Потери всегда заметны, особенно если это бизнес-сайт, а клиент каждые пять минут в статистику смотрит и орет "Что это такое, посещаемость аж на 10% ниже чем раньше!?" Ваш подход вообще не позволяет узнать, идет ли еще атака с заданного адреса, он сидит в бане до самого конца, мои клиенты за такое поубивали бы.
AB>На счет iptables не знаю (не было возможности проверить), но ipfw на FreeBSD относится к этому абсолютно ровно.

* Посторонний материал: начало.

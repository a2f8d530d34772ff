// ===============================
// src/recorder.rs
// ===============================
//
// JSONL journal of cash register events:
// - one line per Event, appended, parent directory created on demand
// - BufWriter, flushed every second and every FLUSH_EVERY_N_EVENTS events
// - on write failure the file is reopened once, then the event is dropped
//
// ENV: set `RECORD_FILE=/path/to/cash.jsonl` to enable (see main.rs).
//
use std::path::Path;

use chrono::Utc;
use serde::Serialize;
use tokio::{
    fs::{self, OpenOptions},
    io::{AsyncWriteExt, BufWriter},
    sync::mpsc,
    time::{interval, Duration, MissedTickBehavior},
};
use tracing::{error, info};

use crate::domain::Event;
use crate::error::Result;

const FLUSH_EVERY_N_EVENTS: u32 = 100;

#[derive(Serialize)]
struct Line<'a> {
    ts: String,
    #[serde(flatten)]
    event: &'a Event,
}

async fn open_writer(path: &str) -> Result<BufWriter<fs::File>> {
    if let Some(parent) = Path::new(path).parent() {
        if !parent.as_os_str().is_empty() {
            fs::create_dir_all(parent).await?;
        }
    }
    let file = OpenOptions::new()
        .create(true)
        .append(true)
        .open(path)
        .await?;
    Ok(BufWriter::new(file))
}

async fn write_line(writer: &mut BufWriter<fs::File>, line: &str) -> std::io::Result<()> {
    writer.write_all(line.as_bytes()).await?;
    writer.write_all(b"\n").await
}

pub async fn run(mut rx: mpsc::Receiver<Event>, path: String) {
    let mut writer = match open_writer(&path).await {
        Ok(w) => w,
        Err(e) => {
            error!(?e, %path, "recorder: open failed, journal disabled");
            return;
        }
    };
    info!(%path, "recorder: started");

    let mut tick = interval(Duration::from_secs(1));
    tick.set_missed_tick_behavior(MissedTickBehavior::Delay);
    let mut since_last_flush: u32 = 0;

    loop {
        tokio::select! {
            maybe_ev = rx.recv() => {
                let Some(ev) = maybe_ev else {
                    // channel closed: flush and stop
                    let _ = writer.flush().await;
                    info!("recorder: channel closed, stopped");
                    break;
                };
                let line = match serde_json::to_string(&Line { ts: Utc::now().to_rfc3339(), event: &ev }) {
                    Ok(s) => s,
                    Err(e) => {
                        error!(?e, "recorder: serialize error, skip event");
                        continue;
                    }
                };
                if let Err(e) = write_line(&mut writer, &line).await {
                    error!(?e, "recorder: write failed, attempting reopen");
                    match open_writer(&path).await {
                        Ok(w) => writer = w,
                        Err(e2) => {
                            error!(?e2, "recorder: reopen failed, drop event");
                            continue;
                        }
                    }
                    if let Err(e2) = write_line(&mut writer, &line).await {
                        error!(?e2, "recorder: write failed again after reopen, drop event");
                        continue;
                    }
                }
                since_last_flush += 1;
                if since_last_flush >= FLUSH_EVERY_N_EVENTS {
                    let _ = writer.flush().await;
                    since_last_flush = 0;
                }
            }
            _ = tick.tick() => {
                let _ = writer.flush().await;
                since_last_flush = 0;
            }
        }
    }
}
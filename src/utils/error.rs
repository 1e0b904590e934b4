use thiserror::Error;

#[derive(Error, Debug)]
pub enum TrafficError {
    #[error("IO error: {0}")]
    IoError(#[from] std::io::Error),

    #[error("CSV processing error: {0}")]
    CsvError(#[from] csv::Error),

    #[error("Serialization error: {0}")]
    SerializationError(#[from] serde_json::Error),

    #[error("TOML parsing error: {0}")]
    TomlError(#[from] toml::de::Error),

    #[error("Configuration error: {message}")]
    ConfigError { message: String },

    #[error("Missing configuration: {field}")]
    MissingConfigError { field: String },

    #[error("Invalid configuration value for {field}: '{value}' ({reason})")]
    InvalidConfigValueError {
        field: String,
        value: String,
        reason: String,
    },

    #[error("Configuration validation failed for {field}: {message}")]
    ConfigValidationError { field: String, message: String },

    #[error("Failed to connect to simulation: {message}")]
    ConnectionError { message: String },

    #[error("TraCI protocol error: {message}")]
    ProtocolError { message: String },

    #[error("TraCI command 0x{command:02x} failed: {description}")]
    CommandFailed { command: u8, description: String },

    #[error("Simulation error: {message}")]
    SimulationError { message: String },

    #[error("No traffic lights found in the network")]
    NoTrafficLights,

    #[error("Unknown {kind}: {id}")]
    UnknownObject { kind: String, id: String },

    #[error("Q-table file not found: {path}")]
    QTableNotFound { path: String },

    #[error("Q-table '{table}' does not match the network: {message}")]
    QTableMismatch { table: String, message: String },

    #[error("Data processing error: {message}")]
    ProcessingError { message: String },

    #[error("Validation error: {message}")]
    ValidationError { message: String },
}

#[derive(Debug, Clone, Copy, PartialEq, Eq)]
pub enum ErrorCategory {
    Configuration,
    Simulation,
    Protocol,
    Storage,
    Data,
}

#[derive(Debug, Clone, Copy, PartialEq, Eq, PartialOrd, Ord)]
pub enum ErrorSeverity {
    Low,
    Medium,
    High,
    Critical,
}

impl TrafficError {
    pub fn category(&self) -> ErrorCategory {
        match self {
            TrafficError::TomlError(_)
            | TrafficError::ConfigError { .. }
            | TrafficError::MissingConfigError { .. }
            | TrafficError::InvalidConfigValueError { .. }
            | TrafficError::ConfigValidationError { .. } => ErrorCategory::Configuration,
            TrafficError::ConnectionError { .. }
            | TrafficError::ProtocolError { .. }
            | TrafficError::CommandFailed { .. } => ErrorCategory::Protocol,
            TrafficError::SimulationError { .. }
            | TrafficError::NoTrafficLights
            | TrafficError::UnknownObject { .. } => ErrorCategory::Simulation,
            TrafficError::IoError(_)
            | TrafficError::QTableNotFound { .. }
            | TrafficError::QTableMismatch { .. } => ErrorCategory::Storage,
            TrafficError::CsvError(_)
            | TrafficError::SerializationError(_)
            | TrafficError::ProcessingError { .. }
            | TrafficError::ValidationError { .. } => ErrorCategory::Data,
        }
    }

    pub fn severity(&self) -> ErrorSeverity {
        match self {
            TrafficError::ValidationError { .. } => ErrorSeverity::Low,
            // 連線中斷通常重啟 SUMO 後即可重試
            TrafficError::ConnectionError { .. } | TrafficError::CommandFailed { .. } => {
                ErrorSeverity::Medium
            }
            TrafficError::IoError(_) | TrafficError::ProtocolError { .. } => ErrorSeverity::Critical,
            _ => ErrorSeverity::High,
        }
    }

    pub fn recovery_suggestion(&self) -> &'static str {
        match self.category() {
            ErrorCategory::Configuration => {
                "Check the TOML configuration file and command line overrides"
            }
            ErrorCategory::Protocol => {
                "Make sure SUMO is installed, the binary is on PATH and the TraCI port is free"
            }
            ErrorCategory::Simulation => {
                "Check that the network and route files define traffic lights and vehicles"
            }
            ErrorCategory::Storage => match self {
                TrafficError::QTableNotFound { .. } => {
                    "Run the `train` command first or point --q-table at an existing file"
                }
                TrafficError::QTableMismatch { .. } => {
                    "Retrain with --fresh, the Q-table was created for a different network"
                }
                _ => "Check that the output directory exists and is writable",
            },
            ErrorCategory::Data => "Check the input data files for malformed rows",
        }
    }

    pub fn user_friendly_message(&self) -> String {
        match self.category() {
            ErrorCategory::Configuration => format!("Configuration problem: {}", self),
            ErrorCategory::Protocol => format!("Could not talk to the simulator: {}", self),
            ErrorCategory::Simulation => format!("Simulation problem: {}", self),
            ErrorCategory::Storage => format!("File problem: {}", self),
            ErrorCategory::Data => format!("Data problem: {}", self),
        }
    }

    pub fn protocol(message: impl Into<String>) -> Self {
        TrafficError::ProtocolError {
            message: message.into(),
        }
    }

    pub fn simulation(message: impl Into<String>) -> Self {
        TrafficError::SimulationError {
            message: message.into(),
        }
    }
}

pub type Result<T> = std::result::Result<T, TrafficError>;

Ну тут уже я не могу ничего сказать, в ipfw более десятка правил не делал.
AB>Ну вот как-то я пока не понял, чем она может облегчить задачу, кроме как наличием магических статистических методов с непонятной эффективностью
Ничего магического, это все то, что можно найти в логе, только без парсинга, без предположения, что в этом логе есть все, без геморроя. Включил, и сайт заработал. И эффективность никак не хуже, чем при ваших методах (ибо почти то же самое, только в реальном времени).
AB>которые в случае ряда атак абсолютно бесполезны ибо user space.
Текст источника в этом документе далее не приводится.